START Recorded data

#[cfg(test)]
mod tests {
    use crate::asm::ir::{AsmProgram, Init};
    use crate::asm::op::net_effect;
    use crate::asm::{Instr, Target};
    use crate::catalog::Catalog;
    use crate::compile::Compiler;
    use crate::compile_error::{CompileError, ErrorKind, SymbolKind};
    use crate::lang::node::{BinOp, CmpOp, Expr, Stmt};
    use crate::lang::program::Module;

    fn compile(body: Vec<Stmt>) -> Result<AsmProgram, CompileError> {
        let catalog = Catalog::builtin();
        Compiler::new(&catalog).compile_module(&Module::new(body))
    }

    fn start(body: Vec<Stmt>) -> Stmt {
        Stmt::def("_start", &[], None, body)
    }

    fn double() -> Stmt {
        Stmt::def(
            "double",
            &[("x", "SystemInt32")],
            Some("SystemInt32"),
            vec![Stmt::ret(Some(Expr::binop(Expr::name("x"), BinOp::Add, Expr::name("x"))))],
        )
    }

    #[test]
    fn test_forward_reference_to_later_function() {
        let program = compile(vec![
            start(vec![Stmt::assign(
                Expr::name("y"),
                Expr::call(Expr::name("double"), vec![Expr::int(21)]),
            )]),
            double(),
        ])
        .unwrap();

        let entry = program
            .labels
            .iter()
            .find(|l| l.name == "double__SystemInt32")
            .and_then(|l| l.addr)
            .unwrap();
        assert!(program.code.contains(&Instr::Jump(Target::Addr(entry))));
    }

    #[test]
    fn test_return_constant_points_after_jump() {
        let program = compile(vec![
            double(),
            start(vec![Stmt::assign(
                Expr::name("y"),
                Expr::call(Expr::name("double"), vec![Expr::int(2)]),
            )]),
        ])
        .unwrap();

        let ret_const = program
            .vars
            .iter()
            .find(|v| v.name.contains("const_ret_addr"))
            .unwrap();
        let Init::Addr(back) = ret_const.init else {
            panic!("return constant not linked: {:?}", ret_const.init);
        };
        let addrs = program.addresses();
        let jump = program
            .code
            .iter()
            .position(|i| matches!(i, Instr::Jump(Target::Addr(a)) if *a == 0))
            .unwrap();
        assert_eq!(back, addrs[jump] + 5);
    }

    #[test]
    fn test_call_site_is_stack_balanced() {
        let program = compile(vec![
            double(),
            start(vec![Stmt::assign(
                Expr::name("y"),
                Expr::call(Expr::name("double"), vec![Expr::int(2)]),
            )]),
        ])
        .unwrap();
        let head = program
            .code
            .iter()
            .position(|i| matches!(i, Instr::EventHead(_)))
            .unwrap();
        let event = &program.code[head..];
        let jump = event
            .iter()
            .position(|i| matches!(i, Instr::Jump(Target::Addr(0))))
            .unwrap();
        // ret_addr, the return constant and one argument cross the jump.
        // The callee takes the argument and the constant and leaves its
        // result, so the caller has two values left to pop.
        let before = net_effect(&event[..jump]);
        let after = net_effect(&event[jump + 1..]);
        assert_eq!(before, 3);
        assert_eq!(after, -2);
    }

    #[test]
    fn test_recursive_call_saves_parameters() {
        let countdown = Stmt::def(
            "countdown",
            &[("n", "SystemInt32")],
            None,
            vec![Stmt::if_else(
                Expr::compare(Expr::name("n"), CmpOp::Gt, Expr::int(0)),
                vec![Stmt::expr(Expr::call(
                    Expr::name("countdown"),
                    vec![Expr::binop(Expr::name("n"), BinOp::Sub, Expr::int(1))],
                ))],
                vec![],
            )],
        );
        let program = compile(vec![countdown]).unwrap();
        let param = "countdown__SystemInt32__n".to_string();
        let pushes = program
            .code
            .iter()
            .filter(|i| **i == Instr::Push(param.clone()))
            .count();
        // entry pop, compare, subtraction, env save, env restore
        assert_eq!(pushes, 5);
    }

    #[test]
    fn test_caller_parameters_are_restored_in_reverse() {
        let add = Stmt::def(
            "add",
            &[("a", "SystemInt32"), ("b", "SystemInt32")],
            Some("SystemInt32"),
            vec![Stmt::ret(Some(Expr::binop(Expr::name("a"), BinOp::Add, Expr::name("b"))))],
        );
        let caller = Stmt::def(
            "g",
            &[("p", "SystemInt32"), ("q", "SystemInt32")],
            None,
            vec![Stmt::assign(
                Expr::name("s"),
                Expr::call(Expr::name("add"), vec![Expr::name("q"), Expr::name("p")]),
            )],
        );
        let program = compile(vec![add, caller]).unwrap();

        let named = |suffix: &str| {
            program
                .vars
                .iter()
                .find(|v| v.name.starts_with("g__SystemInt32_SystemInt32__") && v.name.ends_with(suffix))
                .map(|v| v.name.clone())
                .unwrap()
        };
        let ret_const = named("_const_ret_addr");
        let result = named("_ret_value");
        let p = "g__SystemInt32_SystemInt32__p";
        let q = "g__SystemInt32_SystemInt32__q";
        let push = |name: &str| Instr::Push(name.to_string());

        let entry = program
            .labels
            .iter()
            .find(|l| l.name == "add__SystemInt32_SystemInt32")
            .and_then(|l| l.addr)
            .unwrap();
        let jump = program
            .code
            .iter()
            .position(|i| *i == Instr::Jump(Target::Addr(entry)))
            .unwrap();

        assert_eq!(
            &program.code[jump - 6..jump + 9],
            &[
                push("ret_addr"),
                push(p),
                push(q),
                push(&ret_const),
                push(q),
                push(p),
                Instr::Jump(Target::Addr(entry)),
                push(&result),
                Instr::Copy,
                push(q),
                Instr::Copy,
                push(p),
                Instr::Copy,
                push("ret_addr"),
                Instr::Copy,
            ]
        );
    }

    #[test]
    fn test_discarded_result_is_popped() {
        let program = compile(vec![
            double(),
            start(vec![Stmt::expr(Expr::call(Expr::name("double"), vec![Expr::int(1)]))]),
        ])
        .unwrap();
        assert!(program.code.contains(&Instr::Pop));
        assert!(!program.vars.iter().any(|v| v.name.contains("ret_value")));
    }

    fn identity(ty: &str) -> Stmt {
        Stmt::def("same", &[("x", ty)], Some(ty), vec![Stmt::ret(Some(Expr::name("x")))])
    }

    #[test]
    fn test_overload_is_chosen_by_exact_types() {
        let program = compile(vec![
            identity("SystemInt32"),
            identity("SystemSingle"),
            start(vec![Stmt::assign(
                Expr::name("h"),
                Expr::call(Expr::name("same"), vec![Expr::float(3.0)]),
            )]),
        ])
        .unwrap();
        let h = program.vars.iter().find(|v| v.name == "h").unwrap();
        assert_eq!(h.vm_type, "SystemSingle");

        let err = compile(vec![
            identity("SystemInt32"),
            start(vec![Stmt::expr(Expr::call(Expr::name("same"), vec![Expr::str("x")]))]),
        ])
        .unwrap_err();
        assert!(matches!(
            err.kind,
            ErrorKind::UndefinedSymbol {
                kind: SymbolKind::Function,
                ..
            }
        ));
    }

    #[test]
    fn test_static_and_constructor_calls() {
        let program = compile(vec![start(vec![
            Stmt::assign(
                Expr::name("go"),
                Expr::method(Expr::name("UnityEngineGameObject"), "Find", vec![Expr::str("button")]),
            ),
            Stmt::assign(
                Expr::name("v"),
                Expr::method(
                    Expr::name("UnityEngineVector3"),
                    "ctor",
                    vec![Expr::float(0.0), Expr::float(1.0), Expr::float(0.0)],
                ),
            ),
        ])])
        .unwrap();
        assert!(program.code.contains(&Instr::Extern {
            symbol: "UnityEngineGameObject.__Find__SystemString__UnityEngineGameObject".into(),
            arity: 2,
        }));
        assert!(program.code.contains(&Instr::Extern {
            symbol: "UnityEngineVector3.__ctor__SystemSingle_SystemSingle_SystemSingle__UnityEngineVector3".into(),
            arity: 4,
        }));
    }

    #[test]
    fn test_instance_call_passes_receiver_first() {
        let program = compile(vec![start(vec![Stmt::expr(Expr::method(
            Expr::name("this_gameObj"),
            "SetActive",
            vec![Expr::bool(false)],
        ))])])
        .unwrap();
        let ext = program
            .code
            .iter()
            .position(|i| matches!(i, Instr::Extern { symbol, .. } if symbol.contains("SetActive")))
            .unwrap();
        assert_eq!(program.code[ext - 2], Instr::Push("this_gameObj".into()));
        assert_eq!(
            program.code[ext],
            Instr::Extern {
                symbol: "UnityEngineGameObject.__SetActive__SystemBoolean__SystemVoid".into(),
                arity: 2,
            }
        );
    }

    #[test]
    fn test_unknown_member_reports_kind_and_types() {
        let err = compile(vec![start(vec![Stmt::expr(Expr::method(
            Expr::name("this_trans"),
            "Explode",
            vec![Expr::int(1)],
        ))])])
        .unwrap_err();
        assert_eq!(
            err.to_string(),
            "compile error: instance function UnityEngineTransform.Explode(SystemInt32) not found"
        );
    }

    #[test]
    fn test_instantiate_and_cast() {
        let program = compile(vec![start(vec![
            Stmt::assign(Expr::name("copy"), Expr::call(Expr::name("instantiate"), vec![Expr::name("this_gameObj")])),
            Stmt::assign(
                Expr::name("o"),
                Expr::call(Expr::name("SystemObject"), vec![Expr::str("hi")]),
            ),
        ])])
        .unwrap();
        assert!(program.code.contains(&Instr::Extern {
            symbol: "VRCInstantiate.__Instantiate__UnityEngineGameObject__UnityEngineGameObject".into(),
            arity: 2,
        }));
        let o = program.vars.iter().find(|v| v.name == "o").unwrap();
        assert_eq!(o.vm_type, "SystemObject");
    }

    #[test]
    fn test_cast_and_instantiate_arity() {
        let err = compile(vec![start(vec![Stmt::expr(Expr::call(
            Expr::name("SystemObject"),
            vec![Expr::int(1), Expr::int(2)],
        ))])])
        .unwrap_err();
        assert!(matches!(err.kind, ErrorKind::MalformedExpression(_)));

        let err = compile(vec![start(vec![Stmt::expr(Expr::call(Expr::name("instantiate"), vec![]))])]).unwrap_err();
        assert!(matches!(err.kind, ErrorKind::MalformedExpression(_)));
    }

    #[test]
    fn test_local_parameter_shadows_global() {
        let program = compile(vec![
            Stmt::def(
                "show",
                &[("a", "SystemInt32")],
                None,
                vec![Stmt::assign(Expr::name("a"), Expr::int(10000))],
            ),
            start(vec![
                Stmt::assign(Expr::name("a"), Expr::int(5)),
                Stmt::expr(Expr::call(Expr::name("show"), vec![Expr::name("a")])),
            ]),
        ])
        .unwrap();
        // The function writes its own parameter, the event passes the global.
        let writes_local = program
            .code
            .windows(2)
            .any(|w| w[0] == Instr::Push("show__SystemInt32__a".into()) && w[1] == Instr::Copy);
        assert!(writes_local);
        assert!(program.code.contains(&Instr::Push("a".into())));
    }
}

END Recorded data
START Recorded data

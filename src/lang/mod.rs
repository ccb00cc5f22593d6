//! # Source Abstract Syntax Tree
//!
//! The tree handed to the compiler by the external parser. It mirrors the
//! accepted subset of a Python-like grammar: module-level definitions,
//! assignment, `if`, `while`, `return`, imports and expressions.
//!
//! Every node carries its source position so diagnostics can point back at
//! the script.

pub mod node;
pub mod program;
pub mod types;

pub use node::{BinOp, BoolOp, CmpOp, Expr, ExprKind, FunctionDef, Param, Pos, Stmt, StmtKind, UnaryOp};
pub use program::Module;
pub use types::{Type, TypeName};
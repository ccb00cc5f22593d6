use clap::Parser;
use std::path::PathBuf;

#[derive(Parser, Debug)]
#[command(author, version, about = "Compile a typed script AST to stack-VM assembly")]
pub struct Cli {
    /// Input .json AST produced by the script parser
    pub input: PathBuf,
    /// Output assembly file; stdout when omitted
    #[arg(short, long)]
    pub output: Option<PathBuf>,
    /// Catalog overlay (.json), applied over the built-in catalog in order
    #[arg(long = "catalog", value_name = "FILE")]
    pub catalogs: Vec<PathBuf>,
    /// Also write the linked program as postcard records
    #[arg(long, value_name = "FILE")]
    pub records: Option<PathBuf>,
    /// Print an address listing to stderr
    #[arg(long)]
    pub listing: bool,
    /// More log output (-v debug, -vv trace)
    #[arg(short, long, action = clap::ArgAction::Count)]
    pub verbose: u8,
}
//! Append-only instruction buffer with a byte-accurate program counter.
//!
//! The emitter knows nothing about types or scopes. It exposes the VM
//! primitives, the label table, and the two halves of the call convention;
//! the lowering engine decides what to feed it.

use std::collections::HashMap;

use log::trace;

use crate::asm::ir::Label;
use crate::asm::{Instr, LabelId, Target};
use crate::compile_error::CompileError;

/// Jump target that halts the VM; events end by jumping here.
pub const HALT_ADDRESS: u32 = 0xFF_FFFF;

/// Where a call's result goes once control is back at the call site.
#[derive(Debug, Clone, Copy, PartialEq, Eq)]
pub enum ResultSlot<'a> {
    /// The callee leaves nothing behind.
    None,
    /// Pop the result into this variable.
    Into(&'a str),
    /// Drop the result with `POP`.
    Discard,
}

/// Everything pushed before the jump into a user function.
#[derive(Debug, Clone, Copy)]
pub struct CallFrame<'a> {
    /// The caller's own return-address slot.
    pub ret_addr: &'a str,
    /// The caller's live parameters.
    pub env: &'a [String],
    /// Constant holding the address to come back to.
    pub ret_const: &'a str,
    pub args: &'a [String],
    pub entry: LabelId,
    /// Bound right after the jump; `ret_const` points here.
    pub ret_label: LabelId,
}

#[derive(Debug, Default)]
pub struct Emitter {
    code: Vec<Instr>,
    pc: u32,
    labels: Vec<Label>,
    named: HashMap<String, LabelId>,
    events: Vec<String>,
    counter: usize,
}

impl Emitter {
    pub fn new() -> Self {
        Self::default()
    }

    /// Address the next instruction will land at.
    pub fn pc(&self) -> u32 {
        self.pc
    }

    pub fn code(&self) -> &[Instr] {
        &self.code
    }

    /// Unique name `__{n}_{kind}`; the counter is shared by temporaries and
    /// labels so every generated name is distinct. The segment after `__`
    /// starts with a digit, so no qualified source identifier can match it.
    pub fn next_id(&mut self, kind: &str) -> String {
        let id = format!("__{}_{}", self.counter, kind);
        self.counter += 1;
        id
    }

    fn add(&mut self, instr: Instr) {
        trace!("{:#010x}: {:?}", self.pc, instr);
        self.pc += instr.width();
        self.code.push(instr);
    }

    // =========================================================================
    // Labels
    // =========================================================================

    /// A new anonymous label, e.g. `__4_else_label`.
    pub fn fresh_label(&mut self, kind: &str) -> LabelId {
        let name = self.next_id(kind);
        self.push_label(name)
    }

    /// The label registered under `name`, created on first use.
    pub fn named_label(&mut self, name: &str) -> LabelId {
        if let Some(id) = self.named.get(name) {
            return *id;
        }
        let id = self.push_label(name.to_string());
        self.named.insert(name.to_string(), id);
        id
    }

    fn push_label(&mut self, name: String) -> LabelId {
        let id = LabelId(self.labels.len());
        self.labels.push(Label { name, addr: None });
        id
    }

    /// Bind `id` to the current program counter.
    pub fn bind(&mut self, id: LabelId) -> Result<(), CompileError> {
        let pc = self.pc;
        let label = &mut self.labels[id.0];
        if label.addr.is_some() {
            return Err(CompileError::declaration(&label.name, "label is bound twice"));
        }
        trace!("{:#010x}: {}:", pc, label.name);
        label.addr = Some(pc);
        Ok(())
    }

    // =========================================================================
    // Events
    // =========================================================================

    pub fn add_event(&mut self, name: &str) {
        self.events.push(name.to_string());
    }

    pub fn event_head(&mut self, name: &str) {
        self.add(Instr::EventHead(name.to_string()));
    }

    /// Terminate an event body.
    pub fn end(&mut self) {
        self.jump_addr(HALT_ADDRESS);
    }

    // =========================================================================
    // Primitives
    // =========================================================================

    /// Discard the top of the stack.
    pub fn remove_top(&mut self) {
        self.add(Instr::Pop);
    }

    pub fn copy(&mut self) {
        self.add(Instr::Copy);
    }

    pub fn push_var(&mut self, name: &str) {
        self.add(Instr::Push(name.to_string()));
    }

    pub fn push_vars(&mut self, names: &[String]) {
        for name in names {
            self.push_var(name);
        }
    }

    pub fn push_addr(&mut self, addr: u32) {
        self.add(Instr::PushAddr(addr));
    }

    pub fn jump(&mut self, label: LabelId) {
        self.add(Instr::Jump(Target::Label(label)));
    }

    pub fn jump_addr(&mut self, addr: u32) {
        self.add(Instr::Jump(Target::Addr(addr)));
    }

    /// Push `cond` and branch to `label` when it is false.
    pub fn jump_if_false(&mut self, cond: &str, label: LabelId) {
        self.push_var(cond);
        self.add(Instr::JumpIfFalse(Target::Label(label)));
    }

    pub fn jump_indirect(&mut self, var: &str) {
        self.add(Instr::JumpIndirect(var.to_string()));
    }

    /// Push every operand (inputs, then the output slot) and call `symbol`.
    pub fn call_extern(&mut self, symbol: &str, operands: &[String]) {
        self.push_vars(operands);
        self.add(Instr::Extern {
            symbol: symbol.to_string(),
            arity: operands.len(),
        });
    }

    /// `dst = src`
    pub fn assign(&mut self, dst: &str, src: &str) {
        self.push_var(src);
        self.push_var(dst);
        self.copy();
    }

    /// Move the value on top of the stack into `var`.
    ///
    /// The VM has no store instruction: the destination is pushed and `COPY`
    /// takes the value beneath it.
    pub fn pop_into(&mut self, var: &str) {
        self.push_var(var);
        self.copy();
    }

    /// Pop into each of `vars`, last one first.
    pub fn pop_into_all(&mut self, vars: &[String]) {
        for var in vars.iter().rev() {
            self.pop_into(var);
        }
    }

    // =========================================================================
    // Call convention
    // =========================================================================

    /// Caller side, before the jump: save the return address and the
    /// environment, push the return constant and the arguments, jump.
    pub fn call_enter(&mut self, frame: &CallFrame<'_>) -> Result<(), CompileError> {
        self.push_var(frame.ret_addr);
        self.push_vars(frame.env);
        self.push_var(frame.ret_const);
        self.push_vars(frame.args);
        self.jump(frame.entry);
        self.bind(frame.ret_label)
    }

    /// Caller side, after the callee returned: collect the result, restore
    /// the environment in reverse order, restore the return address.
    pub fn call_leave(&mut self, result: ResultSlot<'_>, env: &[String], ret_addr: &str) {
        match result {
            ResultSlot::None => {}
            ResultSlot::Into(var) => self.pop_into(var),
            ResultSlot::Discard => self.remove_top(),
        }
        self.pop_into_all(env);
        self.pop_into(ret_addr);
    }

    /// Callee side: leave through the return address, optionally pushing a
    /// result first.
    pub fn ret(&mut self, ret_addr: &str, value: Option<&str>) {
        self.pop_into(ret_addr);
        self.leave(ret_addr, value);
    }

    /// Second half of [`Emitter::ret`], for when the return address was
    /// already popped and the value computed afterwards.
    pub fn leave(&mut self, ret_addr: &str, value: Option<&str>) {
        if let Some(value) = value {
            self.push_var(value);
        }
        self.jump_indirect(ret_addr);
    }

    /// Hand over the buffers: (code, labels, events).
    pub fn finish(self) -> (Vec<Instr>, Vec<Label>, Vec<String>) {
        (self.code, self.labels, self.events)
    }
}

END Recorded data

**About this task**:
Which of the lines above contain "nothing"? Return them all.

**The completed task**:
//! The emitter knows nothing about types or scopes. It exposes the VM
    /// The callee leaves nothing behind.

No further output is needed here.